PROBLEM TO WORK ON - In the records below, pick out all lines containing the word "crate".

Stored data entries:

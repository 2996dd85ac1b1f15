//! 基于网结构与当前标识的分析。
//!
//! 除可达性外，各分析均为无状态的一次性计算，结果以带 `analysisType` 标签的
//! [`AnalysisReport`] 输出。
pub mod boundness;
pub mod liveness;
pub mod reachability;
pub mod structural;

use serde::{Deserialize, Serialize};

use crate::config::EngineConfig;
use crate::net::{Incidence, Net, PlaceId, TransitionId};

pub use boundness::{BoundednessReport, analyze_boundedness};
pub use liveness::{LivenessReport, analyze_liveness};
pub use reachability::{
    ReachabilityConfig, ReachabilityReport, StateGraph, analyze_reachable_states, explore,
};
pub use structural::{StructuralReport, perform_structural_analysis};

#[derive(Debug, Clone, Serialize, Deserialize)]
#[serde(rename_all = "camelCase")]
pub struct IncidenceReport {
    pub place_ids: Vec<PlaceId>,
    pub transition_ids: Vec<TransitionId>,
    /// 行对应库所，列对应迁移
    pub incidence_matrix: Vec<Vec<i64>>,
    pub details: String,
}

#[derive(Debug, Clone, Serialize, Deserialize)]
#[serde(tag = "analysisType")]
pub enum AnalysisReport {
    #[serde(rename = "Reachable States")]
    Reachability(ReachabilityReport),
    #[serde(rename = "Liveness Analysis")]
    Liveness(LivenessReport),
    #[serde(rename = "Boundedness Analysis")]
    Boundedness(BoundednessReport),
    #[serde(rename = "Incidence Matrix")]
    Incidence(IncidenceReport),
    #[serde(rename = "Structural Analysis")]
    Structural(StructuralReport),
}

impl AnalysisReport {
    pub fn analysis_type(&self) -> &'static str {
        match self {
            AnalysisReport::Reachability(_) => "Reachable States",
            AnalysisReport::Liveness(_) => "Liveness Analysis",
            AnalysisReport::Boundedness(_) => "Boundedness Analysis",
            AnalysisReport::Incidence(_) => "Incidence Matrix",
            AnalysisReport::Structural(_) => "Structural Analysis",
        }
    }

    pub fn details(&self) -> &str {
        match self {
            AnalysisReport::Reachability(report) => &report.details,
            AnalysisReport::Liveness(report) => &report.details,
            AnalysisReport::Boundedness(report) => &report.details,
            AnalysisReport::Incidence(report) => &report.details,
            AnalysisReport::Structural(report) => &report.details,
        }
    }
}

pub fn compute_incidence_matrix(net: &Net) -> IncidenceReport {
    let incidence = Incidence::from_net(net);
    IncidenceReport {
        details: format!(
            "Incidence matrix computed: {} places × {} transitions",
            incidence.places().len(),
            incidence.transitions().len()
        ),
        place_ids: incidence.places().to_vec(),
        transition_ids: incidence.transitions().to_vec(),
        incidence_matrix: incidence.to_vecs(),
    }
}

/// 依次执行五种分析，可达性探索使用配置中的状态上限。
pub fn analyze_all(net: &Net, config: &EngineConfig) -> Vec<AnalysisReport> {
    let reachability = ReachabilityConfig {
        state_limit: config.max_reachable_states,
    };
    vec![
        AnalysisReport::Reachability(explore(net, &reachability).0),
        AnalysisReport::Liveness(analyze_liveness(net)),
        AnalysisReport::Boundedness(analyze_boundedness(net)),
        AnalysisReport::Incidence(compute_incidence_matrix(net)),
        AnalysisReport::Structural(perform_structural_analysis(net)),
    ]
}
//! 库所 × 迁移的关联矩阵 `C = Post - Pre` 封装.
use std::fmt;
use std::ops::{Add, Sub};

use serde::{Deserialize, Serialize};
use smallvec::SmallVec;

use crate::net::core::Net;
use crate::net::ids::{PlaceId, TransitionId};
use crate::net::structure::Arc;

type SmallRow<T> = SmallVec<[T; 4]>;

/// 行按库所、列按迁移，顺序与网中的声明顺序一致。
#[derive(Clone, PartialEq, Eq, Hash, Serialize, Deserialize)]
pub struct Incidence<T> {
    places: Vec<PlaceId>,
    transitions: Vec<TransitionId>,
    rows: Vec<SmallRow<T>>,
}

impl<T> Incidence<T>
where
    T: Clone,
{
    pub fn new(places: Vec<PlaceId>, transitions: Vec<TransitionId>, default: T) -> Self {
        let rows = places
            .iter()
            .map(|_| SmallRow::from_elem(default.clone(), transitions.len()))
            .collect();
        Self {
            places,
            transitions,
            rows,
        }
    }

    pub fn places(&self) -> &[PlaceId] {
        &self.places
    }

    pub fn transitions(&self) -> &[TransitionId] {
        &self.transitions
    }

    pub fn place_index(&self, place: &str) -> Option<usize> {
        self.places.iter().position(|id| id.as_str() == place)
    }

    pub fn transition_index(&self, transition: &str) -> Option<usize> {
        self.transitions.iter().position(|id| id.as_str() == transition)
    }

    pub fn to_vecs(&self) -> Vec<Vec<T>> {
        self.rows.iter().map(|row| row.to_vec()).collect()
    }
}

impl<T> Incidence<T>
where
    T: Copy + Add<Output = T> + Sub<Output = T>,
{
    pub fn add_assign(&mut self, place: usize, transition: usize, delta: T) {
        let entry = &mut self.rows[place][transition];
        *entry = *entry + delta;
    }

    pub fn sub_assign(&mut self, place: usize, transition: usize, delta: T) {
        let entry = &mut self.rows[place][transition];
        *entry = *entry - delta;
    }
}

impl<T> fmt::Debug for Incidence<T>
where
    T: fmt::Debug,
{
    fn fmt(&self, f: &mut fmt::Formatter<'_>) -> fmt::Result {
        f.debug_struct("Incidence")
            .field("places", &self.places)
            .field("transitions", &self.transitions)
            .field("rows", &self.rows)
            .finish()
    }
}

impl Incidence<i64> {
    /// 由网的弧计算关联矩阵。
    ///
    /// 只有普通弧产生非零项；双向弧先 -1 再 +1，净效应为 0；抑制弧不计入。
    /// 端点角色按集合成员关系判定，双向弧在正向失败时尝试反向。
    pub fn from_net(net: &Net) -> Self {
        let mut matrix = Incidence::new(
            net.places.keys().cloned().collect(),
            net.transitions.iter().map(|t| t.id.clone()).collect(),
            0i64,
        );

        for arc in net.arcs.values() {
            let forward = matrix.locate(arc.incoming(), arc.outgoing());
            let backward = matrix.locate(arc.outgoing(), arc.incoming());
            match arc {
                Arc::Bidirectional(_) => {
                    if let Some((place, transition)) = forward.or(backward) {
                        matrix.sub_assign(place, transition, 1);
                        matrix.add_assign(place, transition, 1);
                    }
                }
                Arc::Regular(_) => {
                    if let Some((place, transition)) = forward {
                        matrix.sub_assign(place, transition, 1);
                    }
                    if let Some((place, transition)) = backward {
                        matrix.add_assign(place, transition, 1);
                    }
                }
                Arc::Inhibitor(_) => {}
            }
        }

        matrix
    }

    fn locate(&self, place: &str, transition: &str) -> Option<(usize, usize)> {
        Some((self.place_index(place)?, self.transition_index(transition)?))
    }
}
use anyhow::{Context, Result, anyhow};
use serde::Serialize;

use pn_engine::analysis::{self, AnalysisReport, ReachabilityConfig};
use pn_engine::config::EngineConfig;
use pn_engine::net::{self, Net, NetDescription, ValidationRequest};
use pn_engine::options::{EngineCommand, Options};
use pn_engine::simulation::{RandomChooser, Run, Simulator};
use pn_engine::validate;

#[derive(Serialize)]
#[serde(rename_all = "camelCase")]
struct RunSummary<'a> {
    #[serde(flatten)]
    run: &'a Run,
    final_state: NetDescription,
}

fn main() {
    if std::env::var("PN_LOG").is_ok() {
        let e = env_logger::Env::new()
            .filter("PN_LOG")
            .write_style("PN_LOG_STYLE");
        env_logger::init_from_env(e);
    }

    match run() {
        Ok(code) => std::process::exit(code),
        Err(err) => {
            eprintln!("error: {:#}", err);
            std::process::exit(2);
        }
    }
}

fn run() -> Result<i32> {
    let mut args = shellwords::split(&std::env::var("PN_FLAGS").unwrap_or_default())
        .map_err(|e| anyhow!("invalid PN_FLAGS: {}", e))?;
    args.extend(std::env::args().skip(1));

    let options = Options::parse_from_args(&args).map_err(|e| anyhow!("{}", e))?;
    log::debug!("PN options: {:?}", options);

    let config = EngineConfig::load_from_file(&options.config)?;
    let seed = options.seed.or(config.seed);

    if options.command == EngineCommand::Validate {
        let request: ValidationRequest = net::io::read_file(&options.input)
            .with_context(|| format!("Failed to read validation request: {:?}", options.input))?;
        let report = validate::validate_request(&request, &config)?;
        emit(&options, &report)?;
        if !options.quiet {
            eprintln!("{}", report.message);
        }
        return Ok(if report.valid { 0 } else { 1 });
    }

    let description: NetDescription = net::io::read_file(&options.input)
        .with_context(|| format!("Failed to read net description: {:?}", options.input))?;
    let petri_net = Net::try_from(&description)?;

    match options.command {
        EngineCommand::Process => {
            let mut simulator = Simulator::new(RandomChooser::from_seed(seed));
            let step = simulator.process(&petri_net);
            log::info!("process: {:?}", step.state);
            emit(&options, &NetDescription::from(&step.net))?;
        }
        EngineCommand::Resolve => {
            let selected = match options.select.as_deref() {
                Some(id) => id,
                None => description.selection()?,
            };
            let step = pn_engine::simulation::resolve_conflict(&petri_net, selected)?;
            log::info!("resolve {}: {:?}", selected, step.state);
            emit(&options, &NetDescription::from(&step.net))?;
        }
        EngineCommand::Run => {
            let mut simulator = Simulator::new(RandomChooser::from_seed(seed));
            let run = simulator.simulate(&petri_net, config.max_simulation_steps);
            let summary = RunSummary {
                final_state: NetDescription::from(&run.net),
                run: &run,
            };
            emit(&options, &summary)?;
        }
        EngineCommand::Reachability => {
            let reachability = ReachabilityConfig {
                state_limit: config.max_reachable_states,
            };
            let (report, graph) = analysis::explore(&petri_net, &reachability);
            if let Some(dot) = &options.dot {
                graph
                    .write_dot(dot)
                    .with_context(|| format!("Failed to write dot file: {:?}", dot))?;
            }
            emit(&options, &AnalysisReport::Reachability(report))?;
        }
        EngineCommand::Liveness => {
            let report = analysis::analyze_liveness(&petri_net);
            emit(&options, &AnalysisReport::Liveness(report))?;
        }
        EngineCommand::Boundedness => {
            let report = analysis::analyze_boundedness(&petri_net);
            emit(&options, &AnalysisReport::Boundedness(report))?;
        }
        EngineCommand::Incidence => {
            let report = analysis::compute_incidence_matrix(&petri_net);
            emit(&options, &AnalysisReport::Incidence(report))?;
        }
        EngineCommand::Structural => {
            let report = analysis::perform_structural_analysis(&petri_net);
            emit(&options, &AnalysisReport::Structural(report))?;
        }
        EngineCommand::Analyze => {
            let reports = analysis::analyze_all(&petri_net, &config);
            if !options.quiet {
                for report in &reports {
                    eprintln!("{}: {}", report.analysis_type(), report.details());
                }
            }
            emit(&options, &reports)?;
        }
        _ => return Err(anyhow!("unsupported command: {:?}", options.command)),
    }
    Ok(0)
}

/// 有 `-o` 时按扩展名写文件，否则以 JSON 输出到 stdout。
fn emit<T: Serialize>(options: &Options, value: &T) -> Result<()> {
    match &options.output {
        Some(path) => net::io::write_file(path, value)
            .with_context(|| format!("Failed to write output: {:?}", path))?,
        None => println!("{}", net::io::to_json_string(value)?),
    }
    Ok(())
}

OUTPUT FOR THIS TASK -
use crate::config::EngineConfig;
use crate::net::{Incidence, Net, PlaceId, TransitionId};
use crate::net::core::Net;
use crate::net::ids::{PlaceId, TransitionId};
use crate::net::structure::Arc;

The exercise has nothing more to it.